When staying with the Bulwer-Lyttons, Dickens journeyed around the local area absorbing what he saw. In his 1861 short story, Tom Tiddler’s Ground, Dickens unflatteringly describes the village of Stevenage as ‘drowsy in the dullest degree.’ In the story, he included the morbid character of a hermit, Mr Mopes, based on ‘Mad’ James Lucas, a paranoid recluse, and something of a celebrity, who lived at Elmwood House, Redcoats Green. His delusional state of mind made him fear outside contact. Surrounded by filth, with the windows barred, he existed on a diet of bread and milk.
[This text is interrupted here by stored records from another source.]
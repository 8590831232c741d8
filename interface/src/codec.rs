//! Shape-driven encoding and decoding.
//!
//! [`encode`] and [`decode`] work from a registry [`Shape`] and a name-keyed set of field values,
//! so they cover every instruction kind without a dedicated struct. They produce the exact same
//! bytes as the fixed-layout data structs in [`crate::instructions`].

use alloc::{
    collections::BTreeMap,
    vec,
    vec::Vec,
};

use crate::{
    error::{
        EncodingError,
        StakePoolError,
    },
    layout::Shape,
    pack::check_instruction_data,
};

/// Field values keyed by field name.
///
/// Values are held as `i128` so that every scalar kind in a layout, signed or unsigned, fits
/// without loss; range checking against the field's width happens at encode time.
#[derive(Clone, Debug, Default, Eq, PartialEq)]
pub struct FieldValues(BTreeMap<&'static str, i128>);

impl FieldValues {
    pub fn new() -> Self {
        Self::default()
    }

    pub fn with(mut self, name: &'static str, value: impl Into<i128>) -> Self {
        self.insert(name, value);
        self
    }

    pub fn insert(&mut self, name: &'static str, value: impl Into<i128>) -> Option<i128> {
        self.0.insert(name, value.into())
    }

    pub fn get(&self, name: &str) -> Option<i128> {
        self.0.get(name).copied()
    }

    pub fn len(&self) -> usize {
        self.0.len()
    }

    pub fn is_empty(&self) -> bool {
        self.0.is_empty()
    }

    pub fn iter(&self) -> impl Iterator<Item = (&'static str, i128)> + '_ {
        self.0.iter().map(|(name, value)| (*name, *value))
    }
}

impl<const N: usize> From<[(&'static str, i128); N]> for FieldValues {
    fn from(values: [(&'static str, i128); N]) -> Self {
        Self(values.into_iter().collect())
    }
}

/// The result of [`decode`]: the parsed opcode and one value per declared field.
#[derive(Clone, Debug, Eq, PartialEq)]
pub struct DecodedFields {
    pub opcode: u8,
    pub fields: FieldValues,
}

/// Encodes `values` against `shape`, injecting the shape's opcode as the first byte.
///
/// `values` must hold exactly the shape's declared fields, each within its scalar range.
pub fn encode(shape: &Shape, values: &FieldValues) -> Result<Vec<u8>, StakePoolError> {
    if let Some((unknown, _)) = values.iter().find(|(name, _)| shape.field(name).is_none()) {
        return Err(EncodingError::UnknownField(unknown).into());
    }

    let mut data = vec![0u8; shape.span()];
    data[0] = shape.opcode;

    for (offset, field) in shape.offsets() {
        let value = values
            .get(field.name)
            .ok_or(EncodingError::MissingField(field.name))?;
        field.write(value, &mut data[offset..offset + field.width()])?;
    }

    Ok(data)
}

/// Decodes `data` against `shape`.
///
/// Fails with [`StakePoolError::OpcodeMismatch`] when `data` carries another instruction's opcode,
/// and with [`StakePoolError::Decoding`] when it's empty or isn't exactly the shape's span.
/// Buffers longer than the span are rejected rather than having their trailing bytes ignored.
pub fn decode(shape: &Shape, data: &[u8]) -> Result<DecodedFields, StakePoolError> {
    check_instruction_data(shape, data)?;

    let fields = shape
        .offsets()
        .map(|(offset, field)| (field.name, field.read(&data[offset..offset + field.width()])))
        .collect::<BTreeMap<_, _>>();

    Ok(DecodedFields {
        opcode: data[0],
        fields: FieldValues(fields),
    })
}
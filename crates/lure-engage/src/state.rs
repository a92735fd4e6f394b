// SPDX-FileCopyrightText: 2026 Lure Contributors
// SPDX-License-Identifier: MIT OR Apache-2.0

//! Engagement lifecycle decisions.
//!
//! Transitions move forward through the canonical state order one step per
//! processed message, driven by cumulative message-count thresholds. Two
//! early-exit rules bound every engagement: enough financial artifacts
//! while in the extract phase, or the hard message cap, force an immediate
//! jump to exit from any state.

use lure_core::types::EngagementState;
use serde::{Deserialize, Serialize};

use crate::intelligence::SessionIntelligence;

/// Cumulative message-count thresholds per state. A state advances once
/// its own threshold is reached or exceeded.
#[derive(Debug, Clone, PartialEq, Eq, Serialize, Deserialize)]
#[serde(deny_unknown_fields, default)]
pub struct StateThresholds {
    pub hooked: usize,
    pub confused: usize,
    pub trusting: usize,
    pub delay: usize,
    pub extract: usize,
    pub exit: usize,
}

impl Default for StateThresholds {
    fn default() -> Self {
        Self {
            hooked: 2,
            confused: 4,
            trusting: 7,
            delay: 10,
            extract: 14,
            exit: 18,
        }
    }
}

impl StateThresholds {
    fn for_state(&self, state: EngagementState) -> usize {
        match state {
            EngagementState::Hooked => self.hooked,
            EngagementState::Confused => self.confused,
            EngagementState::Trusting => self.trusting,
            EngagementState::Delay => self.delay,
            EngagementState::Extract => self.extract,
            EngagementState::Exit => self.exit,
        }
    }
}

/// Hard cap on total messages before a forced exit.
pub const HARD_MESSAGE_CAP: usize = 20;

/// Financial artifacts needed to leave the extract phase early.
pub const EARLY_EXIT_ARTIFACTS: usize = 2;

/// Minimum messages exchanged before a session qualifies for reporting.
pub const REPORT_MIN_MESSAGES: usize = 4;

/// Decides state transitions and report readiness.
#[derive(Debug, Clone, Default)]
pub struct StateMachine {
    thresholds: StateThresholds,
}

impl StateMachine {
    pub fn new(thresholds: StateThresholds) -> Self {
        Self { thresholds }
    }

    /// The state a session should be in after the latest message.
    ///
    /// At most one forward step per call; exit is absorbing and regression
    /// is impossible by construction.
    pub fn next_state(
        &self,
        current: EngagementState,
        message_count: usize,
        intelligence: &SessionIntelligence,
    ) -> EngagementState {
        if current.is_terminal() {
            return current;
        }
        if message_count >= HARD_MESSAGE_CAP {
            return EngagementState::Exit;
        }
        if current == EngagementState::Extract
            && intelligence.financial_artifact_count() >= EARLY_EXIT_ARTIFACTS
        {
            return EngagementState::Exit;
        }
        if message_count >= self.thresholds.for_state(current) {
            return current.next().unwrap_or(EngagementState::Exit);
        }
        current
    }

    /// Gate for final reporting: exited, fraud confirmed, and enough
    /// evidence exchanged to be worth reporting.
    pub fn should_report(
        &self,
        state: EngagementState,
        scam_detected: bool,
        message_count: usize,
    ) -> bool {
        state == EngagementState::Exit
            && scam_detected
            && message_count >= REPORT_MIN_MESSAGES
    }
}
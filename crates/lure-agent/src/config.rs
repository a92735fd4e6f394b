// SPDX-FileCopyrightText: 2026 Lure Contributors
// SPDX-License-Identifier: MIT OR Apache-2.0

//! Engine configuration model.
//!
//! Deserializable with per-field defaults, so a host can supply a partial
//! document (file, env layer, inline JSON) and get the documented defaults
//! for everything it omits. Loading and layering is the host's concern.

use lure_engage::StateThresholds;
use lure_graph::RiskMultipliers;
use serde::{Deserialize, Serialize};

fn default_fallback_reply() -> String {
    "Sorry, my phone is acting up. Can you send that again?".to_string()
}

fn default_artifact_cap() -> usize {
    5
}

fn default_keyword_cap() -> usize {
    10
}

/// Tunable knobs for one [`Engine`](crate::Engine) instance.
#[derive(Debug, Clone, Serialize, Deserialize)]
#[serde(deny_unknown_fields, default)]
pub struct EngineConfig {
    /// Message-count thresholds driving engagement state transitions.
    pub thresholds: StateThresholds,

    /// Regional fraud-prevalence signal in [0, 1], when the host has one.
    /// Lowers the detection threshold in higher-risk regions; `None` keeps
    /// the default threshold.
    pub regional_fraud_prevalence: Option<f64>,

    /// Reply substituted when the responder collaborator fails.
    #[serde(default = "default_fallback_reply")]
    pub fallback_reply: String,

    /// Values kept per artifact field in the final report.
    #[serde(default = "default_artifact_cap")]
    pub report_artifact_cap: usize,

    /// Keywords kept in the final report.
    #[serde(default = "default_keyword_cap")]
    pub report_keyword_cap: usize,

    /// Use multiplier-weighted risk in case reports instead of raw reuse
    /// counts.
    pub use_enhanced_risk: bool,

    /// Per-kind risk multipliers for the enhanced model.
    pub risk_multipliers: RiskMultipliers,
}

impl Default for EngineConfig {
    fn default() -> Self {
        Self {
            thresholds: StateThresholds::default(),
            regional_fraud_prevalence: None,
            fallback_reply: default_fallback_reply(),
            report_artifact_cap: default_artifact_cap(),
            report_keyword_cap: default_keyword_cap(),
            use_enhanced_risk: false,
            risk_multipliers: RiskMultipliers::default(),
        }
    }
}
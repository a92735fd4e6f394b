// SPDX-FileCopyrightText: 2026 Lure Contributors
// SPDX-License-Identifier: MIT OR Apache-2.0

//! Session lifecycle for the Lure engagement engine: accumulated
//! intelligence, the six-state engagement machine, and the concurrent
//! session store.

pub mod intelligence;
pub mod session;
pub mod state;

pub use intelligence::SessionIntelligence;
pub use session::{Session, SessionStore, SessionView};
pub use state::{StateMachine, StateThresholds};
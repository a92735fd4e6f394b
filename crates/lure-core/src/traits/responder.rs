// SPDX-FileCopyrightText: 2026 Lure Contributors
// SPDX-License-Identifier: MIT OR Apache-2.0

//! Response generation seam.

use async_trait::async_trait;

use crate::error::LureError;
use crate::types::{DetectionResult, EngagementState, Message};

/// Produces the next outbound message text for an engagement.
///
/// Implementations may be template-based or model-backed. The engine does
/// not inspect or validate the returned text; a failed call makes the
/// engine fall back to a fixed neutral reply rather than fail the message.
#[async_trait]
pub trait Responder: Send + Sync {
    /// Generate the agent's reply given the current engagement state, the
    /// recent conversation, and the detection outcome for the latest
    /// inbound message.
    async fn respond(
        &self,
        state: EngagementState,
        history: &[Message],
        detection: &DetectionResult,
    ) -> Result<String, LureError>;
}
It is unclear whether Dickens ever met him or merely heard the stories of the ‘Hermit of Redcoats’.

Dickens chose Hertfordshire as the location of Bleak House, his novel of urban misery, homelessness, illegitimacy and corruption, first issued in serial form in 1852. Dickens describes the journey to the troubled John Jarndyce’s home: ‘we came to Saint Alban’s; near to which town Bleak House was.’

Acutely observational, the setting of the house near St Albans has prompted speculation as to Dickens’ inspiration for it. An 18th-century property in Normandy Road, St Albans has been suggested, but in recent times more weight has been given to Abbots Hill House in Kings Langley. This mansion was built by John Dickenson, a paper manufacturer, with whom Dickens was acquainted through Bulwer-Lytton. The building, now a school, closely fits the description in the novel, with its three gabled frontages and situation on a hill six miles from St Albans. It is also near Leverstock Green, the site of the ‘brickmaker’s house... one of a cluster of wretched hovels’.

When Dickens wrote A Christmas Carol in 1843, celebrating Christmas was nothing like it is today. Dickens and his fellow Victorians helped to change that. It is intriguing to think that the ideas for this classic tale germinated in his mind in the weeks before Christmas 1835 when he was in Hertfordshire and experiencing the heavy snowfall that was frequent that winter.